Shrikes have a “tomial tooth.” The tomium is the cutting edge of the bill. The tomial tooth on the top mandible is used to snip the spinal cord of the vertebrate prey. Falcons and shrikes each have a tomial tooth, evolved separately. Shrikes are related to vireos, innocuous little forest birds. Members of both families have sharply hooked bills.
The northern shrike is a songbird, slightly bigger than a robin, but smaller than a blue jay. It is gray with white and black when adult. This shrike was a first-year one; it had many waves of fine beige scalloping across its breast.
The northern shrike is always uncommon, and visits Maine only in the winter.
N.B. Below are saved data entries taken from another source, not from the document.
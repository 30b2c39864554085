//! Merge policy: who wins when local and remote copies disagree.
//!
//! DESIGN
//! ======
//! Three conflict points exist in the session:
//! - a peer announces an object whose ID is already in the local store,
//! - a peer updates an object this client still has writes in flight for,
//! - the backend acknowledges a create with a copy that differs locally.
//!
//! `MergeStrategy` decides each one. `MergePolicy` covers the built-in
//! choices; a session accepts any boxed strategy.

use crate::object::{DrawableObject, ObjectPatch};

#[derive(Clone, Copy, Debug, PartialEq, Eq)]
pub enum Resolution {
    KeepLocal,
    TakeRemote,
}

pub trait MergeStrategy: Send + std::fmt::Debug {
    /// A peer added an object whose ID already exists locally.
    fn resolve_remote_add(&self, local: &DrawableObject, remote: &DrawableObject) -> Resolution;

    /// Whether a peer's update should be merged. `locally_pending` is true
    /// while this client has unsettled writes for the same object.
    fn accept_remote_update(&self, local: &DrawableObject, patch: &ObjectPatch, locally_pending: bool) -> bool;

    /// The backend acknowledged a create and returned its copy.
    fn resolve_server_ack(&self, local: &DrawableObject, server: &DrawableObject) -> Resolution;
}

#[derive(Clone, Copy, Debug, Default, PartialEq, Eq)]
pub enum MergePolicy {
    /// Local copies survive add conflicts and acknowledgements; peer updates
    /// apply in arrival order.
    #[default]
    Optimistic,
    /// As `Optimistic`, but peer updates to objects with local writes in
    /// flight are ignored.
    LocalWins,
    /// Peer adds and backend acknowledgements replace local copies.
    RemoteWins,
}

impl MergePolicy {
    #[must_use]
    pub fn parse(raw: &str) -> Option<Self> {
        match raw {
            "optimistic" => Some(Self::Optimistic),
            "local_wins" => Some(Self::LocalWins),
            "remote_wins" => Some(Self::RemoteWins),
            _ => None,
        }
    }

    #[must_use]
    pub fn as_str(self) -> &'static str {
        match self {
            Self::Optimistic => "optimistic",
            Self::LocalWins => "local_wins",
            Self::RemoteWins => "remote_wins",
        }
    }
}

impl MergeStrategy for MergePolicy {
    fn resolve_remote_add(&self, local: &DrawableObject, remote: &DrawableObject) -> Resolution {
        match self {
            Self::RemoteWins if local != remote => Resolution::TakeRemote,
            _ => Resolution::KeepLocal,
        }
    }

    fn accept_remote_update(&self, _local: &DrawableObject, _patch: &ObjectPatch, locally_pending: bool) -> bool {
        !(matches!(self, Self::LocalWins) && locally_pending)
    }

    fn resolve_server_ack(&self, local: &DrawableObject, server: &DrawableObject) -> Resolution {
        match self {
            Self::RemoteWins if local != server && local.id == server.id => Resolution::TakeRemote,
            _ => Resolution::KeepLocal,
        }
    }
}

// =============================================================================
// TESTS
// =============================================================================

#[cfg(test)]
#[path = "merge_test.rs"]
mod tests;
Birders always are excited to see one. Some birders have not seen one, and want to. Some out-of-state birders come to Maine just to see one.
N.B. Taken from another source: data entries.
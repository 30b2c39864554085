//! Drawable objects: the shapes a whiteboard holds and their partial edits.
//!
//! This module defines what is on the board (`DrawableObject`, `Shape`), the
//! open field map used for incremental edits (`ObjectPatch`), and the small
//! amount of geometry the gesture layer needs (size thresholds, translation,
//! hit testing).
//!
//! `Shape` serializes with a `type` discriminator and camelCase fields so the
//! JSON form is exactly what peers and the backend exchange.

use serde::{Deserialize, Serialize};
use serde_json::{Map, Value};

use crate::error::ObjectError;

/// Sparse edit for an object. Present keys are merged over the object's JSON form.
pub type ObjectPatch = Map<String, Value>;

/// Keys a patch may never change.
const IMMUTABLE_KEYS: [&str; 2] = ["id", "type"];

/// Extra slack, in world units, when hit testing thin strokes.
const LINE_HIT_SLOP: f64 = 4.0;

/// A point in world coordinates.
#[derive(Clone, Copy, Debug, Default, PartialEq, Serialize, Deserialize)]
pub struct Point {
    pub x: f64,
    pub y: f64,
}

impl Point {
    #[must_use]
    pub fn new(x: f64, y: f64) -> Self {
        Self { x, y }
    }

    #[must_use]
    pub fn distance_to(self, other: Point) -> f64 {
        (self.x - other.x).hypot(self.y - other.y)
    }
}

/// Discriminant of a [`Shape`], used for ID prefixes and logging.
#[derive(Clone, Copy, Debug, PartialEq, Eq, Hash, Serialize, Deserialize)]
#[serde(rename_all = "snake_case")]
pub enum ShapeKind {
    Rectangle,
    Circle,
    Line,
    Text,
    StickyNote,
}

impl ShapeKind {
    /// Wire name of the kind, also used as the ID prefix.
    #[must_use]
    pub fn as_str(self) -> &'static str {
        match self {
            Self::Rectangle => "rectangle",
            Self::Circle => "circle",
            Self::Line => "line",
            Self::Text => "text",
            Self::StickyNote => "sticky_note",
        }
    }
}

impl std::fmt::Display for ShapeKind {
    fn fmt(&self, f: &mut std::fmt::Formatter<'_>) -> std::fmt::Result {
        f.write_str(self.as_str())
    }
}

/// Geometry and style of a drawable object, one variant per shape kind.
#[derive(Clone, Debug, PartialEq, Serialize, Deserialize)]
#[serde(tag = "type", rename_all = "snake_case")]
pub enum Shape {
    #[serde(rename_all = "camelCase")]
    Rectangle { x: f64, y: f64, width: f64, height: f64, stroke: String, stroke_width: f64, fill: String },
    #[serde(rename_all = "camelCase")]
    Circle { x: f64, y: f64, radius: f64, stroke: String, stroke_width: f64, fill: String },
    #[serde(rename_all = "camelCase")]
    Line { points: Vec<Point>, stroke: String, stroke_width: f64 },
    #[serde(rename_all = "camelCase")]
    Text { x: f64, y: f64, text: String, font_size: f64, font_family: String, fill: String },
    #[serde(rename_all = "camelCase")]
    StickyNote { x: f64, y: f64, width: f64, height: f64, text: String, fill: String, stroke: String },
}

impl Shape {
    #[must_use]
    pub fn kind(&self) -> ShapeKind {
        match self {
            Self::Rectangle { .. } => ShapeKind::Rectangle,
            Self::Circle { .. } => ShapeKind::Circle,
            Self::Line { .. } => ShapeKind::Line,
            Self::Text { .. } => ShapeKind::Text,
            Self::StickyNote { .. } => ShapeKind::StickyNote,
        }
    }
}

/// A single object on the board.
///
/// An object deserialized without an `id` gets an empty one; the store's
/// deduplication pass assigns a recovered ID before it is ever rendered.
#[derive(Clone, Debug, PartialEq, Serialize, Deserialize)]
pub struct DrawableObject {
    #[serde(default)]
    pub id: String,
    #[serde(flatten)]
    pub shape: Shape,
}

impl DrawableObject {
    #[must_use]
    pub fn new(id: impl Into<String>, shape: Shape) -> Self {
        Self { id: id.into(), shape }
    }

    #[must_use]
    pub fn kind(&self) -> ShapeKind {
        self.shape.kind()
    }

    /// Returns `true` if the object carries a usable identifier.
    #[must_use]
    pub fn has_id(&self) -> bool {
        !self.id.trim().is_empty()
    }

    /// Merge `patch` into this object.
    ///
    /// The merge goes through the JSON form, so a patch may touch any field of
    /// the variant. Unknown keys are ignored.
    ///
    /// # Errors
    ///
    /// Returns [`ObjectError::ImmutableField`] if the patch names `id` or
    /// `type`, and [`ObjectError::InvalidPatch`] if a value does not fit the
    /// variant's field types. The object is unchanged on error.
    pub fn apply_patch(&mut self, patch: &ObjectPatch) -> Result<(), ObjectError> {
        if let Some(key) = IMMUTABLE_KEYS.iter().find(|k| patch.contains_key(**k)) {
            return Err(ObjectError::ImmutableField { id: self.id.clone(), field: *key });
        }
        if patch.is_empty() {
            return Ok(());
        }

        let invalid = |e: serde_json::Error| ObjectError::InvalidPatch { id: self.id.clone(), reason: e.to_string() };
        let mut value = serde_json::to_value(&*self).map_err(invalid)?;
        if let Value::Object(fields) = &mut value {
            for (key, v) in patch {
                fields.insert(key.clone(), v.clone());
            }
        }
        let patched: DrawableObject = serde_json::from_value(value).map_err(invalid)?;
        *self = patched;
        Ok(())
    }

    /// Whether a freshly drawn shape is large enough to keep.
    ///
    /// Rectangles and sticky notes pass when either side exceeds `threshold`,
    /// circles when the radius does. Lines need two distinct points. Text is
    /// always kept.
    #[must_use]
    pub fn exceeds_min_size(&self, threshold: f64) -> bool {
        match &self.shape {
            Shape::Rectangle { width, height, .. } | Shape::StickyNote { width, height, .. } => {
                width.abs() > threshold || height.abs() > threshold
            }
            Shape::Circle { radius, .. } => *radius > threshold,
            Shape::Line { points, .. } => points
                .first()
                .is_some_and(|first| points.iter().any(|p| p != first)),
            Shape::Text { .. } => true,
        }
    }

    /// Flip negative rectangle extents so `x`/`y` name the top-left corner.
    #[must_use]
    pub fn normalized(mut self) -> Self {
        if let Shape::Rectangle { x, y, width, height, .. } | Shape::StickyNote { x, y, width, height, .. } =
            &mut self.shape
        {
            if *width < 0.0 {
                *x += *width;
                *width = -*width;
            }
            if *height < 0.0 {
                *y += *height;
                *height = -*height;
            }
        }
        if let Shape::Circle { radius, .. } = &mut self.shape {
            *radius = radius.abs();
        }
        self
    }

    /// Move the object by `(dx, dy)`.
    pub fn translate(&mut self, dx: f64, dy: f64) {
        match &mut self.shape {
            Shape::Rectangle { x, y, .. }
            | Shape::Circle { x, y, .. }
            | Shape::Text { x, y, .. }
            | Shape::StickyNote { x, y, .. } => {
                *x += dx;
                *y += dy;
            }
            Shape::Line { points, .. } => {
                for p in points {
                    p.x += dx;
                    p.y += dy;
                }
            }
        }
    }

    /// Patch carrying only the object's position fields.
    #[must_use]
    pub fn position_patch(&self) -> ObjectPatch {
        let mut patch = ObjectPatch::new();
        match &self.shape {
            Shape::Rectangle { x, y, .. }
            | Shape::Circle { x, y, .. }
            | Shape::Text { x, y, .. }
            | Shape::StickyNote { x, y, .. } => {
                patch.insert("x".into(), Value::from(*x));
                patch.insert("y".into(), Value::from(*y));
            }
            Shape::Line { points, .. } => {
                patch.insert("points".into(), serde_json::to_value(points).unwrap_or(Value::Null));
            }
        }
        patch
    }

    /// Hit test in world coordinates. Text uses an approximate glyph box.
    #[must_use]
    pub fn contains_point(&self, p: Point) -> bool {
        match &self.shape {
            Shape::Rectangle { x, y, width, height, .. } | Shape::StickyNote { x, y, width, height, .. } => {
                in_box(p, *x, *y, *width, *height)
            }
            Shape::Circle { x, y, radius, .. } => p.distance_to(Point::new(*x, *y)) <= radius.abs(),
            Shape::Text { x, y, text, font_size, .. } => {
                #[allow(clippy::cast_precision_loss)]
                let width = text.chars().count() as f64 * font_size * 0.6;
                in_box(p, *x, *y, width, *font_size)
            }
            Shape::Line { points, stroke_width, .. } => {
                let reach = stroke_width / 2.0 + LINE_HIT_SLOP;
                match points.as_slice() {
                    [] => false,
                    [only] => p.distance_to(*only) <= reach,
                    _ => points
                        .windows(2)
                        .any(|seg| distance_to_segment(p, seg[0], seg[1]) <= reach),
                }
            }
        }
    }
}

fn in_box(p: Point, x: f64, y: f64, width: f64, height: f64) -> bool {
    let (left, right) = if width < 0.0 { (x + width, x) } else { (x, x + width) };
    let (top, bottom) = if height < 0.0 { (y + height, y) } else { (y, y + height) };
    p.x >= left && p.x <= right && p.y >= top && p.y <= bottom
}

fn distance_to_segment(p: Point, a: Point, b: Point) -> f64 {
    let (dx, dy) = (b.x - a.x, b.y - a.y);
    let len_sq = dx * dx + dy * dy;
    if len_sq <= f64::EPSILON {
        return p.distance_to(a);
    }
    let t = (((p.x - a.x) * dx + (p.y - a.y) * dy) / len_sq).clamp(0.0, 1.0);
    p.distance_to(Point::new(a.x + t * dx, a.y + t * dy))
}

// =============================================================================
// TESTS
// =============================================================================

#[cfg(test)]
#[path = "object_test.rs"]
mod tests;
This young shrike singled out a black-capped chickadee and started to chase it. The chickadee flew from a small, bushy white pine to other nearby trees and large shrubs, back and forth, with the shrike in hot pursuit. At one point, the shrike hit a window on the building. It sat on a nearby branch and recovered, panting and watching the chickadee.
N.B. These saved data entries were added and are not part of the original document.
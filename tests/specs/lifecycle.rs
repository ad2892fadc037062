//! Subscription and instance lifecycle

use crate::prelude::*;
use axon_core::Payload;
use std::sync::atomic::{AtomicUsize, Ordering};
use std::sync::Arc;

#[tokio::test]
async fn unregister_takes_effect_before_it_returns() {
    let runtime = runtime();
    let count = Arc::new(AtomicUsize::new(0));

    let counter = Arc::clone(&count);
    let id = runtime
        .register("tick", move |_| {
            counter.fetch_add(1, Ordering::SeqCst);
            Ok(())
        })
        .unwrap();
    assert!(runtime.unregister(id));

    runtime.publish("tick", Payload::new()).unwrap();
    assert_eq!(count.load(Ordering::SeqCst), 0);

    // Unknown ids are a no-op
    assert!(!runtime.unregister(id));
}

#[tokio::test]
async fn disposing_one_instance_leaves_identical_subscriptions_alive() {
    let runtime = runtime();

    let a = runtime.create_instance();
    let b = runtime.create_instance();

    let count_a = Arc::new(AtomicUsize::new(0));
    let count_b = Arc::new(AtomicUsize::new(0));

    let counter = Arc::clone(&count_a);
    runtime
        .register_owned(&a, "agent.wake", move |_| {
            counter.fetch_add(1, Ordering::SeqCst);
            Ok(())
        })
        .unwrap();
    let counter = Arc::clone(&count_b);
    runtime
        .register_owned(&b, "agent.wake", move |_| {
            counter.fetch_add(1, Ordering::SeqCst);
            Ok(())
        })
        .unwrap();

    // Before disposal both instances hear the event
    runtime.publish("agent.wake", Payload::new()).unwrap();
    assert_eq!(count_a.load(Ordering::SeqCst), 1);
    assert_eq!(count_b.load(Ordering::SeqCst), 1);

    assert_eq!(runtime.dispose_instance(&a), 1);

    runtime.publish("agent.wake", Payload::new()).unwrap();
    assert_eq!(count_a.load(Ordering::SeqCst), 1);
    assert_eq!(count_b.load(Ordering::SeqCst), 2);
}

#[tokio::test]
async fn instance_ownership_does_not_filter_event_sources() {
    // Ownership is a disposal lifecycle, not a per-origin filter: an
    // instance-owned handler hears events emitted by anyone
    let runtime = runtime();
    let count = Arc::new(AtomicUsize::new(0));

    let owner = runtime.create_instance();
    let counter = Arc::clone(&count);
    runtime
        .register_owned(&owner, "broadcast", move |_| {
            counter.fetch_add(1, Ordering::SeqCst);
            Ok(())
        })
        .unwrap();

    // Emitted with no sender at all
    runtime.publish("broadcast", Payload::new()).unwrap();
    assert_eq!(count.load(Ordering::SeqCst), 1);
}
There were birders inside the center building. They shouted, “Shrike!” at the start, and watched the chase from inside, running from window to window, sometimes running outside onto the porch. They didn’t want to miss a second of this dramatic chase.
The little chickadee had a good strategy. It always flew into the most dense shrubbery. It was amazing to see the shrike push itself laboriously through such dense shrubbery as it followed the chickadee. This chase went on for minutes, but it seemed longer to the onlookers. Finally the shrike prevailed, grabbing the chickadee with its bill and snipping its neck.
Then the shrike flew away from the building, carrying the chickadee in its bill. It flew across the fields and disappeared in the distance, leaving amazed and sobered birders discussing the long dramatic chase. The consensus was that seeing a shrike was exciting, but on the other hand, a chickadee is so spirited, so cheerful – so likeable.